*PROBLEM TO WORK ON:* Only one number is wanted here: how many lines of the data hold "format".

*GIVEN DATA:*
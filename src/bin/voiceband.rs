// voiceband command-line tool
//
// record  - capture training clips into the recordings folder
// train   - build and persist a model from recorded clips
// classify- classify a WAV file against a model
// mic     - record one take from the microphone and classify it
// listen  - stream from the microphone and print recognized commands

use std::path::PathBuf;
use std::time::{Duration, Instant};

use anyhow::Context;
use clap::{Parser, Subcommand};

use voiceband::audio::capture::record_fixed_duration;
use voiceband::audio::wav;
use voiceband::model::trainer;
use voiceband::{AppConfig, CommandModel, Prediction, Recognizer};

#[derive(Parser)]
#[command(name = "voiceband", about = "Sub-band energy voice-command recognition")]
struct Cli {
    /// Path to a JSON configuration file.
    #[arg(long, default_value = "voiceband.json")]
    config: PathBuf,

    #[command(subcommand)]
    command: Commands,
}

#[derive(Subcommand)]
enum Commands {
    /// Record training clips for one label.
    Record {
        /// Label to record; clips land in <recordings_root>/<label>/.
        label: String,
        /// Number of clips to record.
        #[arg(long, default_value_t = 5)]
        count: usize,
    },
    /// Train a model from recorded clips and persist it.
    Train {
        /// Comma-separated labels; each label is also its folder name.
        #[arg(value_delimiter = ',')]
        labels: Vec<String>,
        /// Output model path; defaults to the configured model path.
        #[arg(long)]
        output: Option<PathBuf>,
    },
    /// Classify a single WAV file.
    Classify {
        file: PathBuf,
        #[arg(long)]
        model: Option<PathBuf>,
    },
    /// Record one take from the microphone and classify it.
    Mic {
        #[arg(long)]
        model: Option<PathBuf>,
        /// Take length in seconds; defaults to one frame.
        #[arg(long)]
        seconds: Option<f64>,
    },
    /// Stream from the microphone and print recognized commands.
    Listen {
        #[arg(long)]
        model: Option<PathBuf>,
        /// How long to listen before stopping.
        #[arg(long, default_value_t = 30.0)]
        seconds: f64,
    },
}

fn main() -> anyhow::Result<()> {
    tracing_subscriber::fmt()
        .with_env_filter(
            tracing_subscriber::EnvFilter::try_from_default_env()
                .unwrap_or_else(|_| tracing_subscriber::EnvFilter::new("info")),
        )
        .init();

    let cli = Cli::parse();
    let config = AppConfig::load_from_file(&cli.config);

    match cli.command {
        Commands::Record { label, count } => record(&config, &label, count),
        Commands::Train { labels, output } => train(&config, &labels, output),
        Commands::Classify { file, model } => classify_file(&config, &file, model),
        Commands::Mic { model, seconds } => classify_mic(&config, model, seconds),
        Commands::Listen { model, seconds } => listen(&config, model, seconds),
    }
}

fn record(config: &AppConfig, label: &str, count: usize) -> anyhow::Result<()> {
    let dir = config.train.recordings_root.join(label);
    std::fs::create_dir_all(&dir)
        .with_context(|| format!("cannot create {}", dir.display()))?;

    let fs = config.feature.fs;
    let clip_secs = config.feature.frame_len as f64 / fs as f64;
    let existing = std::fs::read_dir(&dir)?.count();

    for i in 1..=count {
        println!(
            "[{}/{}] say '{}' now ({:.2} s)...",
            i, count, label, clip_secs
        );
        let samples = record_fixed_duration(fs, clip_secs, config.audio.device.as_deref())?;
        let path = dir.join(format!("{}_{:03}.wav", label, existing + i));
        wav::write_mono(&path, &samples, fs)?;
        println!("  saved {}", path.display());
    }
    Ok(())
}

fn train(
    config: &AppConfig,
    labels: &[String],
    output: Option<PathBuf>,
) -> anyhow::Result<()> {
    anyhow::ensure!(!labels.is_empty(), "at least one label is required");
    let pairs: Vec<(String, String)> = labels
        .iter()
        .map(|l| (l.clone(), l.clone()))
        .collect();
    let model_path = output.unwrap_or_else(|| config.train.model_path.clone());

    let model = trainer::train_to_file(
        &pairs,
        &config.feature,
        config.train.min_recordings,
        &config.train.recordings_root,
        &model_path,
    )?;

    println!(
        "trained {} labels ({} bands at {} Hz) -> {}",
        model.commands.len(),
        model.num_bands,
        model.fs,
        model_path.display()
    );
    Ok(())
}

fn load_model(config: &AppConfig, path: Option<PathBuf>) -> anyhow::Result<CommandModel> {
    let path = path.unwrap_or_else(|| config.train.model_path.clone());
    let model = CommandModel::load(&path)
        .with_context(|| format!("cannot load model {}", path.display()))?;
    Ok(model)
}

fn classify_file(
    config: &AppConfig,
    file: &PathBuf,
    model: Option<PathBuf>,
) -> anyhow::Result<()> {
    let model = load_model(config, model)?;
    let recognizer = Recognizer::new(model, config.trigger.clone(), config.audio.clone())?;
    let result = recognizer.recognize_file(file)?;
    print_classification(&result.label, &result.distances);
    Ok(())
}

fn classify_mic(
    config: &AppConfig,
    model: Option<PathBuf>,
    seconds: Option<f64>,
) -> anyhow::Result<()> {
    let model = load_model(config, model)?;
    let recognizer = Recognizer::new(model, config.trigger.clone(), config.audio.clone())?;
    println!("speak now...");
    let result = recognizer.recognize_mic(seconds)?;
    print_classification(&result.label, &result.distances);
    Ok(())
}

fn listen(config: &AppConfig, model: Option<PathBuf>, seconds: f64) -> anyhow::Result<()> {
    let model = load_model(config, model)?;
    let labels: Vec<String> = model.labels().map(String::from).collect();
    let mut recognizer = Recognizer::new(model, config.trigger.clone(), config.audio.clone())?;

    let mut rx = recognizer.subscribe();
    recognizer.start()?;
    println!("listening for {:?} ({}s, ctrl-c to abort)", labels, seconds);

    let deadline = Instant::now() + Duration::from_secs_f64(seconds);
    while Instant::now() < deadline {
        match rx.try_recv() {
            Ok(Prediction::Command { label, .. }) => println!(">> {}", label),
            Ok(Prediction::Silence) => println!("(silence)"),
            Ok(Prediction::Idle) => {}
            Err(tokio::sync::broadcast::error::TryRecvError::Empty) => {
                std::thread::sleep(Duration::from_millis(20));
            }
            Err(tokio::sync::broadcast::error::TryRecvError::Lagged(skipped)) => {
                log::warn!("missed {} predictions", skipped);
            }
            Err(tokio::sync::broadcast::error::TryRecvError::Closed) => break,
        }
    }

    recognizer.stop()?;
    Ok(())
}

fn print_classification(label: &str, distances: &std::collections::BTreeMap<String, f64>) {
    println!("recognized: {}", label);
    for (candidate, dist) in distances {
        println!("  {:<12} {:.6}", candidate, dist);
    }
}
// Desktop backend: winit window events for keyboard and mouse, gilrs for
// controllers and rumble

use super::backend::{HapticActuator, InputBackend};
use super::controller::ControllerSnapshot;
use super::gilrs_backend::GilrsBackend;
use super::keyboard::KeyboardSnapshot;
use super::pointer::PointerSnapshot;
use super::winit_backend::WinitBackend;
use log::{info, warn};
use winit::event::WindowEvent;

/// Everything a windowed desktop app needs in one backend
///
/// If gilrs cannot start, controllers report disconnected and rumble is
/// dropped, the same as with a bare [`WinitBackend`].
pub struct DesktopBackend {
    window: WinitBackend,
    gamepads: Option<GilrsBackend>,
}

impl DesktopBackend {
    pub fn new() -> Self {
        let gamepads = match GilrsBackend::new() {
            Ok(gamepads) => {
                info!("Gamepad support enabled");
                Some(gamepads)
            }
            Err(e) => {
                warn!("{}, controllers will report disconnected", e);
                None
            }
        };
        Self::from_parts(WinitBackend::new(), gamepads)
    }

    pub fn from_parts(window: WinitBackend, gamepads: Option<GilrsBackend>) -> Self {
        Self { window, gamepads }
    }

    /// Forward a window event to the keyboard/mouse side
    pub fn handle_window_event(&mut self, event: &WindowEvent) -> bool {
        self.window.handle_window_event(event)
    }

    pub fn window(&self) -> &WinitBackend {
        &self.window
    }

    pub fn window_mut(&mut self) -> &mut WinitBackend {
        &mut self.window
    }

    pub fn has_gamepads(&self) -> bool {
        self.gamepads.is_some()
    }
}

impl Default for DesktopBackend {
    fn default() -> Self {
        Self::new()
    }
}

impl InputBackend for DesktopBackend {
    fn begin_tick(&mut self) {
        self.window.begin_tick();
        if let Some(gamepads) = &mut self.gamepads {
            gamepads.begin_tick();
        }
    }

    fn poll_keyboard(&mut self) -> KeyboardSnapshot {
        self.window.poll_keyboard()
    }

    fn poll_pointer(&mut self) -> PointerSnapshot {
        self.window.poll_pointer()
    }

    fn poll_controller(&mut self, slot: usize) -> ControllerSnapshot {
        match &mut self.gamepads {
            Some(gamepads) => gamepads.poll_controller(slot),
            None => self.window.poll_controller(slot),
        }
    }
}

impl HapticActuator for DesktopBackend {
    fn set_motor_strength(&mut self, slot: usize, left: f32, right: f32) {
        match &mut self.gamepads {
            Some(gamepads) => gamepads.set_motor_strength(slot, left, right),
            None => self.window.set_motor_strength(slot, left, right),
        }
    }
}

#[cfg(test)]
mod tests {
    use super::*;
    use crate::engine::input::manager::InputHub;
    use glam::Vec2;
    use std::time::Duration;
    use winit::keyboard::KeyCode;

    fn window_only() -> DesktopBackend {
        DesktopBackend::from_parts(WinitBackend::new(), None)
    }

    #[test]
    fn test_keyboard_and_pointer_come_from_window() {
        let mut backend = window_only();
        backend.window_mut().key_changed(KeyCode::KeyE, true);
        backend.window_mut().cursor_moved(Vec2::new(3.0, 4.0));

        assert!(backend.poll_keyboard().keys().any(|key| key == KeyCode::KeyE));
        assert_eq!(backend.poll_pointer().position(), Vec2::new(3.0, 4.0));
        assert!(!backend.has_gamepads());
    }

    #[test]
    fn test_without_gamepads_controllers_are_disconnected() {
        let mut backend = window_only();
        for slot in 0..4 {
            assert!(!backend.poll_controller(slot).is_connected());
        }
    }

    #[test]
    fn test_hub_rumble_without_gamepads() {
        let mut hub = InputHub::new(window_only());
        hub.backend_mut().handle_window_event(&WindowEvent::Focused(false));
        assert!(hub.vibrate(0, 0.5, Duration::from_millis(32)).is_ok());

        hub.advance(Duration::from_millis(16));
        hub.advance(Duration::from_millis(16));
        assert!(!hub.controller(0).unwrap().vibration().is_active());
    }
}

*ANSWER SPACE:* 3